BEGIN

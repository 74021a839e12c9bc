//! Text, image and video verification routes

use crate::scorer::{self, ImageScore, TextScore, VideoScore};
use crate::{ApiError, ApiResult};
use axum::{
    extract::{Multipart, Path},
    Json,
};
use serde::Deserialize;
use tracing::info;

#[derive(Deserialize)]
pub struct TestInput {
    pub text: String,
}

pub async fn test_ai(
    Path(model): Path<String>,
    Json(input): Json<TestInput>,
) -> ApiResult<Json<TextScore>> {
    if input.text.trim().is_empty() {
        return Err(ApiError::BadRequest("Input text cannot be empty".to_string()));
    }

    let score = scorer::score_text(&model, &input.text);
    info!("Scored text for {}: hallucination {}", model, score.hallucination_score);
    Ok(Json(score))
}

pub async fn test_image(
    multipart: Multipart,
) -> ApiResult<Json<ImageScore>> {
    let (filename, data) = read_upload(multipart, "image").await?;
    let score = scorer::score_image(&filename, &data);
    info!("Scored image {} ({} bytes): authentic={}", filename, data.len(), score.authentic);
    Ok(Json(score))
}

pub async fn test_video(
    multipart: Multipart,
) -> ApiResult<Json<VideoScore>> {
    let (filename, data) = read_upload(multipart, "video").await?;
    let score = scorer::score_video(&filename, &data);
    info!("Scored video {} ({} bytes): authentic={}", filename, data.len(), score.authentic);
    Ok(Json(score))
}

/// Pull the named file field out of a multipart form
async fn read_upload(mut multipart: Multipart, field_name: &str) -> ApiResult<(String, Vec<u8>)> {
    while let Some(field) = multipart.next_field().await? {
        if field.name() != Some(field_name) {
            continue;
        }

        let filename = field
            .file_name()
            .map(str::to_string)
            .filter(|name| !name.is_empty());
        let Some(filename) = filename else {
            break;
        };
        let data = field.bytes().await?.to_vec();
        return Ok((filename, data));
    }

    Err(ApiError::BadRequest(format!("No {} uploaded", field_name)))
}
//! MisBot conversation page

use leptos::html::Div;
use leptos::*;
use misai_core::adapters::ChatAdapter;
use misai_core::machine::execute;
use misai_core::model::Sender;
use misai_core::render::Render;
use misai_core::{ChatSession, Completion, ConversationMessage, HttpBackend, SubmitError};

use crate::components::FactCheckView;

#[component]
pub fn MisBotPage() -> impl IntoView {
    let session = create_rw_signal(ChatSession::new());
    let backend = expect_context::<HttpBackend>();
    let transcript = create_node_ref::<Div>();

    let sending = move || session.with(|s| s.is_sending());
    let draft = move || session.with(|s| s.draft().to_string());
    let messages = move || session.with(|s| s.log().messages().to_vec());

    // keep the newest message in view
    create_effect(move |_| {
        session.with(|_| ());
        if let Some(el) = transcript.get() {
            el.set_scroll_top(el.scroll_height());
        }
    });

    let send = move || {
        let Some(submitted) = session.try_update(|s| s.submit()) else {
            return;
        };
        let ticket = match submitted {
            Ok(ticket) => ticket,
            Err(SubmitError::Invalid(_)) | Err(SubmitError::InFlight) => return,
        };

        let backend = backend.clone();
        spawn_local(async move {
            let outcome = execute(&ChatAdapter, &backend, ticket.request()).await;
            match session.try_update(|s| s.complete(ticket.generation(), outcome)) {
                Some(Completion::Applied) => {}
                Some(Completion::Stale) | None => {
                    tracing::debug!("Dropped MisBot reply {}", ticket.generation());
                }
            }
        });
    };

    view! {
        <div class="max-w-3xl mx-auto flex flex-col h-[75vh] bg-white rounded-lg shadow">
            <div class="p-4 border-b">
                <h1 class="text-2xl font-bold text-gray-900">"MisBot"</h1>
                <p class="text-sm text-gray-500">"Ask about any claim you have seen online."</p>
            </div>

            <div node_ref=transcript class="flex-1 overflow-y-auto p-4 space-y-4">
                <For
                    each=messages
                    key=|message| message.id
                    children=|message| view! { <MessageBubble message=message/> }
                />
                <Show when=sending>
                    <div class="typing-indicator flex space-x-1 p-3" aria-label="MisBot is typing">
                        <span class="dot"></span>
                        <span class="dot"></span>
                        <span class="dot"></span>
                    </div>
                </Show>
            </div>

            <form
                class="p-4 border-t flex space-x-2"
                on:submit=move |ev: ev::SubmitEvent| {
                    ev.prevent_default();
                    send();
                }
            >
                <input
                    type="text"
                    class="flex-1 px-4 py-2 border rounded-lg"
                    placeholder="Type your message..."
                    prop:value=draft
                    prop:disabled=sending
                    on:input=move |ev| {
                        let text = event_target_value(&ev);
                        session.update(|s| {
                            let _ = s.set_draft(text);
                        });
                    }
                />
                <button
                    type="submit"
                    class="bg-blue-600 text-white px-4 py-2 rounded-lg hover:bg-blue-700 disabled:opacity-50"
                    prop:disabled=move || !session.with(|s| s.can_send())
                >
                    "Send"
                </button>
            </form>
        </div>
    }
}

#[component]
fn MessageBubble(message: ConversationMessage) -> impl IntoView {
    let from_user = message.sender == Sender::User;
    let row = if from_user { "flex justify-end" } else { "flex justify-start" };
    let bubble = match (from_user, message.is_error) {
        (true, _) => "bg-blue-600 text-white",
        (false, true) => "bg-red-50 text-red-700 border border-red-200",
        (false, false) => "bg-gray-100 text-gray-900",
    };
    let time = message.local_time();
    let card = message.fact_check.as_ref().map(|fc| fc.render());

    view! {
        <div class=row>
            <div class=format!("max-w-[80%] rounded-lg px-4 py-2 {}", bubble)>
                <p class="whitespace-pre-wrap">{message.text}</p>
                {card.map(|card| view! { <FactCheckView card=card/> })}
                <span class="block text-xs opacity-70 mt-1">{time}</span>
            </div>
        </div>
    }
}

END

Look through the data and show every line containing "TextScore".

use crate::scorer::{self, ImageScore, TextScore, VideoScore};
) -> ApiResult<Json<TextScore>> {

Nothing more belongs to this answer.